__What you will do__
For every line of the material below, check for the string "impl" and return the line if it is there.

__Records for this task__
------------------------------------------------
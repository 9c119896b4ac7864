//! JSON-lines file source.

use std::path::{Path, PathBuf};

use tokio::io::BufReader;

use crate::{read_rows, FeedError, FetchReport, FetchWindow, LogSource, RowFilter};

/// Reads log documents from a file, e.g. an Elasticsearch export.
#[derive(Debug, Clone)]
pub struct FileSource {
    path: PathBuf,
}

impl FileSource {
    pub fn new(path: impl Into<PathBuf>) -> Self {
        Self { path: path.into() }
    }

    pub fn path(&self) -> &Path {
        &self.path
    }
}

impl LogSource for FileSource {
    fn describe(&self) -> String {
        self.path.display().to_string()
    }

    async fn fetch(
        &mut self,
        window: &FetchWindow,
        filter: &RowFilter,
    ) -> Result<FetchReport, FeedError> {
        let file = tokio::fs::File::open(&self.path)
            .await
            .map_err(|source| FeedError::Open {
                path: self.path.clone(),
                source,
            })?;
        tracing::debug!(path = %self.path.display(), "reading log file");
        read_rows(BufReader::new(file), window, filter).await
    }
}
------------------------------------------------
__Expected answer__
impl FileSource {
    pub fn new(path: impl Into<PathBuf>) -> Self {
impl LogSource for FileSource {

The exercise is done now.